Data shown:

# # # # #

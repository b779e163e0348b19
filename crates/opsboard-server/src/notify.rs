//! Alert delivery to chat webhooks.

use std::time::Duration;

use opsboard_core::{Alert, Severity};
use reqwest::Client;
use serde_json::{json, Value};
use tracing::{debug, warn};

use crate::config::NotifierConfig;
use crate::error::{ServerError, ServerResult};

const WEBHOOK_TIMEOUT: Duration = Duration::from_secs(10);
const BOT_NAME: &str = "opsboard";

/// Posts alerts to Discord and/or Slack incoming webhooks.
#[derive(Clone)]
pub struct Notifier {
    client: Client,
    discord_url: Option<String>,
    slack_url: Option<String>,
}

impl Notifier {
    /// Returns `None` when no webhook is configured.
    pub fn from_config(config: &NotifierConfig) -> ServerResult<Option<Self>> {
        if !config.is_enabled() {
            return Ok(None);
        }
        let client = Client::builder()
            .timeout(WEBHOOK_TIMEOUT)
            .build()
            .map_err(|e| ServerError::Webhook(format!("Failed to create HTTP client: {e}")))?;

        let non_empty = |s: &str| (!s.is_empty()).then(|| s.to_string());
        Ok(Some(Self {
            client,
            discord_url: non_empty(&config.discord_webhook_url),
            slack_url: non_empty(&config.slack_webhook_url),
        }))
    }

    /// Deliver one alert to every configured webhook. Failures are logged.
    pub async fn notify(&self, alert: &Alert) {
        if let Some(url) = &self.discord_url {
            if let Err(e) = self.post(url, &discord_payload(alert)).await {
                warn!(alert_id = %alert.id, error = %e, "Discord webhook failed");
            }
        }
        if let Some(url) = &self.slack_url {
            if let Err(e) = self.post(url, &slack_payload(alert)).await {
                warn!(alert_id = %alert.id, error = %e, "Slack webhook failed");
            }
        }
    }

    async fn post(&self, url: &str, body: &Value) -> ServerResult<()> {
        let response = self
            .client
            .post(url)
            .json(body)
            .send()
            .await
            .map_err(|e| ServerError::Webhook(e.to_string()))?;

        let status = response.status();
        if !status.is_success() {
            return Err(ServerError::Webhook(format!("HTTP {status}")));
        }
        debug!(status = %status, "Webhook delivered");
        Ok(())
    }
}

fn discord_color(severity: Severity) -> u32 {
    match severity {
        Severity::Info => 0x3b82f6,
        Severity::Warning => 0xf59e0b,
        Severity::Error => 0xef4444,
        Severity::Critical => 0x991b1b,
    }
}

fn slack_color(severity: Severity) -> &'static str {
    match severity {
        Severity::Info => "#3b82f6",
        Severity::Warning => "#f59e0b",
        Severity::Error => "#ef4444",
        Severity::Critical => "#991b1b",
    }
}

pub fn discord_payload(alert: &Alert) -> Value {
    json!({
        "username": BOT_NAME,
        "embeds": [{
            "title": alert.title,
            "description": alert.message,
            "color": discord_color(alert.severity),
            "fields": [
                {"name": "Severity", "value": alert.severity.as_str().to_uppercase(), "inline": true},
                {"name": "Source", "value": alert.source, "inline": true},
            ],
            "timestamp": alert.timestamp.to_rfc3339(),
            "footer": {"text": BOT_NAME},
        }],
    })
}

pub fn slack_payload(alert: &Alert) -> Value {
    json!({
        "username": BOT_NAME,
        "attachments": [{
            "color": slack_color(alert.severity),
            "title": alert.title,
            "text": alert.message,
            "fields": [
                {"title": "Severity", "value": alert.severity.as_str().to_uppercase(), "short": true},
                {"title": "Source", "value": alert.source, "short": true},
            ],
            "footer": BOT_NAME,
            "ts": alert.timestamp.timestamp(),
        }],
    })
}
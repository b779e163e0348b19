//! opsboard application.
//!
//! Wires the pieces together:
//! - Configuration from TOML and the environment
//! - Metric sources for every configured domain
//! - Poller, broadcaster and HTTP/live-update server

pub mod app;
pub mod config;
pub mod error;

pub use app::{build_sources, Application, Sources};
pub use config::{AppConfig, Web3Config, DEFAULT_CONFIG_PATH};
pub use error::{AppError, AppResult};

# # # # #

How to complete this task:
The task requires an exact transcription of all the data.

Written solution:
repository b779e163e0348b19
filename crates/opsboard-server/src/notify.rs
//! Alert delivery to chat webhooks.

use std::time::Duration;

use opsboard_core::{Alert, Severity};
use reqwest::Client;
use serde_json::{json, Value};
use tracing::{debug, warn};

use crate::config::NotifierConfig;
use crate::error::{ServerError, ServerResult};

const WEBHOOK_TIMEOUT: Duration = Duration::from_secs(10);
const BOT_NAME: &str = "opsboard";

/// Posts alerts to Discord and/or Slack incoming webhooks.
#[derive(Clone)]
pub struct Notifier {
    client: Client,
    discord_url: Option<String>,
    slack_url: Option<String>,
}

impl Notifier {
    /// Returns `None` when no webhook is configured.
    pub fn from_config(config: &NotifierConfig) -> ServerResult<Option<Self>> {
        if !config.is_enabled() {
            return Ok(None);
        }
        let client = Client::builder()
            .timeout(WEBHOOK_TIMEOUT)
            .build()
            .map_err(|e| ServerError::Webhook(format!("Failed to create HTTP client: {e}")))?;

        let non_empty = |s: &str| (!s.is_empty()).then(|| s.to_string());
        Ok(Some(Self {
            client,
            discord_url: non_empty(&config.discord_webhook_url),
            slack_url: non_empty(&config.slack_webhook_url),
        }))
    }

    /// Deliver one alert to every configured webhook. Failures are logged.
    pub async fn notify(&self, alert: &Alert) {
        if let Some(url) = &self.discord_url {
            if let Err(e) = self.post(url, &discord_payload(alert)).await {
                warn!(alert_id = %alert.id, error = %e, "Discord webhook failed");
            }
        }
        if let Some(url) = &self.slack_url {
            if let Err(e) = self.post(url, &slack_payload(alert)).await {
                warn!(alert_id = %alert.id, error = %e, "Slack webhook failed");
            }
        }
    }

    async fn post(&self, url: &str, body: &Value) -> ServerResult<()> {
        let response = self
            .client
            .post(url)
            .json(body)
            .send()
            .await
            .map_err(|e| ServerError::Webhook(e.to_string()))?;

        let status = response.status();
        if !status.is_success() {
            return Err(ServerError::Webhook(format!("HTTP {status}")));
        }
        debug!(status = %status, "Webhook delivered");
        Ok(())
    }
}

fn discord_color(severity: Severity) -> u32 {
    match severity {
        Severity::Info => 0x3b82f6,
        Severity::Warning => 0xf59e0b,
        Severity::Error => 0xef4444,
        Severity::Critical => 0x991b1b,
    }
}

fn slack_color(severity: Severity) -> &'static str {
    match severity {
        Severity::Info => "#3b82f6",
        Severity::Warning => "#f59e0b",
        Severity::Error => "#ef4444",
        Severity::Critical => "#991b1b",
    }
}

pub fn discord_payload(alert: &Alert) -> Value {
    json!({
        "username": BOT_NAME,
        "embeds": [{
            "title": alert.title,
            "description": alert.message,
            "color": discord_color(alert.severity),
            "fields": [
                {"name": "Severity", "value": alert.severity.as_str().to_uppercase(), "inline": true},
                {"name": "Source", "value": alert.source, "inline": true},
            ],
            "timestamp": alert.timestamp.to_rfc3339(),
            "footer": {"text": BOT_NAME},
        }],
    })
}

pub fn slack_payload(alert: &Alert) -> Value {
    json!({
        "username": BOT_NAME,
        "attachments": [{
            "color": slack_color(alert.severity),
            "title": alert.title,
            "text": alert.message,
            "fields": [
                {"title": "Severity", "value": alert.severity.as_str().to_uppercase(), "short": true},
                {"title": "Source", "value": alert.source, "short": true},
            ],
            "footer": BOT_NAME,
            "ts": alert.timestamp.timestamp(),
        }],
    })
}
repository b779e163e0348b19
//! opsboard application.
//!
//! Wires the pieces together:
//! - Configuration from TOML and the environment
//! - Metric sources for every configured domain
//! - Poller, broadcaster and HTTP/live-update server

pub mod app;
pub mod config;
pub mod error;

pub use app::{build_sources, Application, Sources};
pub use config::{AppConfig, Web3Config, DEFAULT_CONFIG_PATH};
pub use error::{AppError, AppResult};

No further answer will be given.